The region comprises Nigeria, East Africa (Kenya, Tanzania, Uganda, Burundi, Rwanda and South Sudan), Africa Regional Markets (including Ghana, Cameroon, Ethiopia, Angola, Réunion, Seychelles and a sorghum beer business in South Africa) and South Africa (all other products).
Route to market
In Africa our largest businesses are in Nigeria, where we own 54.3% of a listed company whose principal brands are Guinness, Harp and Malta, and in East Africa, where we own 50.03% of East African Breweries Limited (EABL). EABL produces and distributes beer and spirits brands to a range of consumers in Kenya and Uganda, and has a 51% equity interest in Serengeti Breweries Limited, Tanzania.
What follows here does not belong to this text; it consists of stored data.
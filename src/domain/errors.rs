//! Domain errors for the foreman orchestration core.

use thiserror::Error;

use crate::domain::models::schema::SchemaViolations;

/// Domain-level errors that can occur while running a process.
#[derive(Debug, Error)]
pub enum DomainError {
    /// A task builder omitted a required descriptor field. Raised at
    /// process-definition time, before any agent is invoked.
    #[error("Task descriptor '{task}' is incomplete: missing {}", missing.join(", "))]
    DescriptorIncomplete { task: String, missing: Vec<String> },

    /// An agent response did not conform to the task's output schema.
    /// Recoverable: the engine retries with the violations fed back.
    #[error("Schema validation failed: {0}")]
    SchemaValidation(SchemaViolations),

    /// The agent backend failed to produce a response.
    #[error("Agent invocation via '{backend}' failed: {reason}")]
    AgentInvocation {
        backend: String,
        reason: String,
        /// Transient failures (timeouts, 5xx, unavailable backend) are
        /// retried; permanent ones are not.
        transient: bool,
    },

    /// Validation retries were exhausted for a task. Terminal for the phase.
    #[error("Task '{task}' failed schema validation after {attempts} attempts: {violations}")]
    ValidationExhausted {
        task: String,
        attempts: u32,
        violations: SchemaViolations,
    },

    /// Transient retries were exhausted for a task. Terminal for the phase.
    #[error("Task '{task}' execution failed: {reason}")]
    TaskExecution { task: String, reason: String },

    /// No decision arrived for a breakpoint within the configured timeout.
    /// Terminal for the whole run.
    #[error("Breakpoint '{title}' timed out after {waited_ms}ms awaiting a decision")]
    BreakpointTimeout { title: String, waited_ms: u64 },

    /// A reviewer rejected the run at a breakpoint gate.
    #[error("Breakpoint '{title}' rejected{}", note.as_ref().map(|n| format!(": {n}")).unwrap_or_default())]
    BreakpointRejected { title: String, note: Option<String> },

    /// The run was cancelled from outside. Terminal, no retry; artifacts
    /// written so far are left intact.
    #[error("Run was cancelled")]
    Canceled,

    /// A declarative process spec failed structural validation.
    #[error("Invalid process spec: {0}")]
    InvalidProcessSpec(String),

    /// A phase referenced a backend that is not configured.
    #[error("Unknown agent backend: {0}")]
    UnknownBackend(String),

    /// A declarative phase referenced an input, result, or decision that
    /// does not exist at that point in the pipeline.
    #[error("Unresolved reference '{reference}' in phase '{phase}'")]
    UnresolvedReference { phase: String, reference: String },

    /// A recorded decision could not be parsed or carried an unknown verdict.
    #[error("Invalid decision: {0}")]
    InvalidDecision(String),

    #[error("Storage error: {0}")]
    Storage(#[from] std::io::Error),

    #[error("Serialization error: {0}")]
    Serialization(#[from] serde_json::Error),
}

impl DomainError {
    /// Whether the engine's transient-failure retry policy applies.
    pub fn is_transient(&self) -> bool {
        matches!(self, Self::AgentInvocation { transient: true, .. })
    }

    /// Short machine-readable tag used in journal entries and reports.
    pub fn kind(&self) -> &'static str {
        match self {
            Self::DescriptorIncomplete { .. } => "descriptor_incomplete",
            Self::SchemaValidation(_) => "schema_validation",
            Self::AgentInvocation { .. } => "agent_invocation",
            Self::ValidationExhausted { .. } => "validation_exhausted",
            Self::TaskExecution { .. } => "task_execution",
            Self::BreakpointTimeout { .. } => "breakpoint_timeout",
            Self::BreakpointRejected { .. } => "breakpoint_rejected",
            Self::Canceled => "canceled",
            Self::InvalidProcessSpec(_) => "invalid_process_spec",
            Self::UnknownBackend(_) => "unknown_backend",
            Self::UnresolvedReference { .. } => "unresolved_reference",
            Self::InvalidDecision(_) => "invalid_decision",
            Self::Storage(_) => "storage",
            Self::Serialization(_) => "serialization",
        }
    }
}

pub type DomainResult<T> = Result<T, DomainError>;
Within Africa Regional Markets, we have wholly owned subsidiaries in Cameroon, Ethiopia, Mozambique and Réunion and majority owned subsidiaries in Ghana and the Seychelles. Angola is supplied via a third party distributor. In South Africa, we operate through two companies, Diageo South Africa and our wholly owned distribution company brandhouse. Diageo has brewing arrangements with the Castel Group who license, brew and distribute Guinness in the Democratic Republic of Congo, Gambia, Gabon, Ivory Coast, Togo, Benin, Burkina Faso, Chad, Mali and Guinea. Diageo sells spirits through distributors in the majority of other sub-Saharan countries.
We have 13 breweries in Africa. In addition, our beer and spirits brands are produced by third parties under licence in 20 other African countries. We also own five manufacturing facilities including blending, malting and cider plants.
Sustainability & Responsibility
In Africa we create wealth both directly through our operations and indirectly through our broader network, particularly of agricultural suppliers. We source 70% of agricultural and packaging materials locally and we work with more than 50,000 local farmers for our agricultural inputs. Thirteen of our production sites in Africa are in water-stressed areas, so much of our focus is on managing water use in our operations effectively and enhancing access to clean water to surrounding communities through our pan-African Water of Life programme. Since we began the programme in 2006, we have brought safe drinking water to more than ten million people. The launch of our Water Blueprint strategy this year will help us focus further on water use in the supply chain, with one of our key targets being to equip our suppliers with the tools to protect water sources in water-stressed areas. We also support many responsible drinking programmes throughout the continent. We tackle issues like drink driving through programmes such as Dry Drive in South Africa, and underage consumption through the Red Card initiative in Uganda, and through advocating stronger legal purchase age laws in Ghana. Our training programmes have also created close to 40,000 responsible drinking ambassadors across Africa this year.